[[ RECORDS FOR THIS TASK open ]]

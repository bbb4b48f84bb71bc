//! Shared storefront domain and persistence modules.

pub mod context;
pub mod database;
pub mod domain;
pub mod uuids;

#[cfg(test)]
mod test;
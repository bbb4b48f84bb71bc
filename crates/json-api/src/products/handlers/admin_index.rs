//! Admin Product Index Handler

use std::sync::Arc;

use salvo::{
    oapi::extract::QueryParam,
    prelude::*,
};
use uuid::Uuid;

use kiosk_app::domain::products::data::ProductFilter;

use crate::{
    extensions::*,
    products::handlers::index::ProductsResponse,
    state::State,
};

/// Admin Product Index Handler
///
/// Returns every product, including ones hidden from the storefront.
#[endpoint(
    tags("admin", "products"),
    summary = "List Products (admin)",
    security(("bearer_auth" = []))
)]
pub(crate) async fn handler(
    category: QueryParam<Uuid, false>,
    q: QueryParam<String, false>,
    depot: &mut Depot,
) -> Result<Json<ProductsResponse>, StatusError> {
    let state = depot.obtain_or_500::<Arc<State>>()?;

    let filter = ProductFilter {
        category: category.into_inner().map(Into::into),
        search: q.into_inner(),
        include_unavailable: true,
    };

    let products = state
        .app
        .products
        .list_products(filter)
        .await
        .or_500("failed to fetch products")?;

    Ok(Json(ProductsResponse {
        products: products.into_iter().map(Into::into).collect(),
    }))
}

[[ RECORDS FOR THIS TASK closed ]]
[[ RECORDS FOR THIS TASK open ]]

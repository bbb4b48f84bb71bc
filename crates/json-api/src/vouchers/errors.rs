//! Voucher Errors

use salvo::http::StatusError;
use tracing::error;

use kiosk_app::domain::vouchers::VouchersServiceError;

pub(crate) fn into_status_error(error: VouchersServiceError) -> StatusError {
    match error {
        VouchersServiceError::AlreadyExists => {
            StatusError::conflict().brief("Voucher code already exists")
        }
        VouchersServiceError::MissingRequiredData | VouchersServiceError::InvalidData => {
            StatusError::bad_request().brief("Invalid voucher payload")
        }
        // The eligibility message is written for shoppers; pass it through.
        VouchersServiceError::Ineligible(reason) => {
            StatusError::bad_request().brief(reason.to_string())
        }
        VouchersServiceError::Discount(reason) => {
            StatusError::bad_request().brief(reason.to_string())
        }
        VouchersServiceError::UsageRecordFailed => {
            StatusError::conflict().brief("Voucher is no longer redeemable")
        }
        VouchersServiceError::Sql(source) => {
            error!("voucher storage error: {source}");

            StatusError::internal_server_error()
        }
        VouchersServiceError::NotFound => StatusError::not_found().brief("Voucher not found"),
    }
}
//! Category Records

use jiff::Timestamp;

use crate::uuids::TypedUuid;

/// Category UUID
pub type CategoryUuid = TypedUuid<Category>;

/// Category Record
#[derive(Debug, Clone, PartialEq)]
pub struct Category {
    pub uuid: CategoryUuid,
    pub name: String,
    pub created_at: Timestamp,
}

[[ RECORDS FOR THIS TASK closed ]]

- _EXERCISE PROMPT_: Within the lines above, find those holding the word "VouchersServiceError" and copy them.

- _ANSWER TO THIS TASK_:
use kiosk_app::domain::vouchers::VouchersServiceError;
pub(crate) fn into_status_error(error: VouchersServiceError) -> StatusError {
        VouchersServiceError::AlreadyExists => {
        VouchersServiceError::MissingRequiredData | VouchersServiceError::InvalidData => {
        VouchersServiceError::Ineligible(reason) => {
        VouchersServiceError::Discount(reason) => {
        VouchersServiceError::UsageRecordFailed => {
        VouchersServiceError::Sql(source) => {
        VouchersServiceError::NotFound => StatusError::not_found().brief("Voucher not found"),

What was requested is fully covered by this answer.